Could it be that somehow the carbon frame itself has a flaw or defect somewhere that creaks under load?

What does anyone think Specialized might say?

Thanks for any imput.


----------



## critchie (Apr 27, 2004)

That bike has an FSA Gossamer crankset doesn't it? It could be the crank; we have experienced some issues with FSA cranks, though the main culprit was the SL-K. We had a very similar sounding problem on an Orbea Onix and the crank was at fault. We returned to FSA and they replaced it.

Cheers


----------



## tdxloki (Apr 8, 2005)

critchie said:


> That bike has an FSA Gossamer crankset doen't it? It could be the crank; we have experienced some issues with FSA cranks, though the main culprit was the SL-K. We had a very similar sounding problem on an Orbea Onix and the crank was at fault. We returned to FSA and they it.
> 
> Cheers


Yes it does. Very interesting idea. Great suggestion. Thanks. 

We have not tried different cranks.
I will ask the shop if they have a demo set that I can try.

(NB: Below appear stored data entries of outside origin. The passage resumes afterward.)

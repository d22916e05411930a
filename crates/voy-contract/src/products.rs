// SPDX-License-Identifier: MIT OR Apache-2.0
//! Product-candidates contract (`product_candidates` schema).

use serde::{Deserialize, Serialize};

/// Request parameters for product retrieval.
#[derive(Debug, Clone, PartialEq, Serialize, Deserialize)]
pub struct ProductRequest {
    /// Normalized query signature (non-empty); keys retrieval and cache.
    pub query_signature: String,
    /// Optional destination hint.
    #[serde(default, skip_serializing_if = "Option::is_none")]
    pub destination: Option<String>,
    /// Optional market code (e.g. `BR`, `US`, `Global`).
    #[serde(default, skip_serializing_if = "Option::is_none")]
    pub market: Option<String>,
    /// Optional IETF language tag.
    #[serde(default, skip_serializing_if = "Option::is_none")]
    pub lang: Option<String>,
    /// Maximum number of candidates to return.
    #[serde(default, skip_serializing_if = "Option::is_none")]
    pub limit: Option<u32>,
    /// Post-filter threshold. Deliberately NOT part of the cache key so that
    /// tighter thresholds reuse looser cached results.
    #[serde(default, skip_serializing_if = "Option::is_none")]
    pub min_confidence: Option<f64>,
}

impl ProductRequest {
    /// New request with only the signature set.
    pub fn new(query_signature: impl Into<String>) -> Self {
        Self {
            query_signature: query_signature.into(),
            destination: None,
            market: None,
            lang: None,
            limit: None,
            min_confidence: None,
        }
    }
}

/// Retrieval score attached to a product candidate.
#[derive(Debug, Clone, PartialEq, Serialize, Deserialize, Default)]
pub struct ProductScore {
    /// Vector distance from the query.
    #[serde(default, skip_serializing_if = "Option::is_none")]
    pub distance: Option<f64>,
    /// 1-based retrieval rank.
    #[serde(default, skip_serializing_if = "Option::is_none")]
    pub rank: Option<u32>,
}

/// One product candidate.
#[derive(Debug, Clone, PartialEq, Serialize, Deserialize)]
pub struct ProductCandidate {
    /// Stable product identifier (store object id).
    pub product_id: String,
    /// Short marketing-free summary.
    pub summary: String,
    /// Merchant name or host.
    pub merchant: String,
    /// Affiliate or product link.
    pub link: String,
    /// Category labels.
    #[serde(default)]
    pub categories: Vec<String>,
    /// Primary category label.
    #[serde(default, skip_serializing_if = "Option::is_none")]
    pub primary_category: Option<String>,
    /// Short imperative phrases describing when to recommend.
    #[serde(default, skip_serializing_if = "Option::is_none")]
    pub triggers: Option<Vec<String>>,
    /// Situations where the product does not apply.
    #[serde(default, skip_serializing_if = "Option::is_none")]
    pub constraints: Option<Vec<String>>,
    /// Affiliate priority in `[0, 1]`.
    #[serde(default, skip_serializing_if = "Option::is_none")]
    pub affiliate_priority: Option<f64>,
    /// User value in `[0, 1]`.
    #[serde(default, skip_serializing_if = "Option::is_none")]
    pub user_value: Option<f64>,
    /// Enrichment confidence in `[0, 1]`.
    pub confidence: f64,
    /// Retrieval score detail.
    #[serde(default, skip_serializing_if = "Option::is_none")]
    pub score: Option<ProductScore>,
}

/// Response for `retrieve_product_candidates`.
#[derive(Debug, Clone, PartialEq, Serialize, Deserialize)]
pub struct ProductResponse {
    /// Always [`crate::CONTRACT_VERSION`].
    pub x_contract_version: String,
    /// Echo of the inbound request.
    pub request: ProductRequest,
    /// Ordered product candidates (post-filtered by `min_confidence`).
    #[serde(default)]
    pub candidates: Vec<ProductCandidate>,
}

/// Apply `min_confidence` as a deterministic post-filter.
pub fn filter_by_min_confidence(
    candidates: Vec<ProductCandidate>,
    min_confidence: Option<f64>,
) -> Vec<ProductCandidate> {
    match min_confidence {
        None => candidates,
        Some(min) => candidates
            .into_iter()
            .filter(|c| c.confidence >= min)
            .collect(),
    }
}

#[cfg(test)]
mod tests {
    use super::*;

    fn candidate(id: &str, confidence: f64) -> ProductCandidate {
        ProductCandidate {
            product_id: id.to_string(),
            summary: "Ticket pack with skip-the-line entry.".into(),
            merchant: "m".into(),
            link: "https://example.com/p".into(),
            categories: vec!["tickets".into()],
            primary_category: Some("tickets".into()),
            triggers: None,
            constraints: None,
            affiliate_priority: None,
            user_value: None,
            confidence,
            score: None,
        }
    }

    #[test]
    fn candidate_serde_roundtrip() {
        let c = candidate("prod_001", 0.8);
        let json = serde_json::to_string(&c).unwrap();
        let back: ProductCandidate = serde_json::from_str(&json).unwrap();
        assert_eq!(back, c);
    }

    #[test]
    fn no_threshold_passes_everything() {
        let out = filter_by_min_confidence(vec![candidate("a", 0.1), candidate("b", 0.9)], None);
        assert_eq!(out.len(), 2);
    }

    #[test]
    fn threshold_drops_low_confidence() {
        let out =
            filter_by_min_confidence(vec![candidate("a", 0.1), candidate("b", 0.9)], Some(0.5));
        assert_eq!(out.len(), 1);
        assert_eq!(out[0].product_id, "b");
    }

    #[test]
    fn threshold_is_inclusive() {
        let out = filter_by_min_confidence(vec![candidate("a", 0.5)], Some(0.5));
        assert_eq!(out.len(), 1);
    }
}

As I said, the clicking seems to be from the BB and I have a hard time believing in a nebulous click carbon amplified. Furthermore, fixing an inherent frame noise seems hopeless and I don't think Specalized would be quick to replace the frame? If its noisy cranks, that can be fixed!


----------



## sitzpickel (Nov 10, 2003)

I've had many clicking noises on my bikes that seemed to eminate from the BB area, and it NEVER ever was the BB area. On my Roubaix, the clicking came from the wheel/bike interface, lubing the Quickreleases fixed the problem for me.

Michael


----------



## tdxloki (Apr 8, 2005)

*you were right*



sitzpickel said:


> I've had many clicking noises on my bikes that seemed to eminate from the BB area, and it NEVER ever was the BB area. On my Roubaix, the clicking came from the wheel/bike interface, lubing the Quickreleases fixed the problem for me.
> 
> Michael


The last area to be checked was the front end. I do not have much experience with the newer headsets so I needed the bike shop to check it out. When I picked up the bike they said, 'your bike has a really mysterious sound and we don't know what it is'. Although I said above we checked everything, I posted here before I rode the bike, so, I thought it was still clicking. The next day I did a 2hr hilly ride. Funny thing, they actually silenced the click but uncovered another noise that was so slight it was inaudible over the original clicking noise. So, the clicking that seemed to originate in the BB was somewhere in the front end. The headset was disassembled, bars adjusted, and dropout interface checked. The other noise I can hardly hear - just solidifies my trust even more with the shop and their attention to detail.

Its nice to once again hear only the grip of the tires on the pavement.

Thanks for your help and suggestions.


----------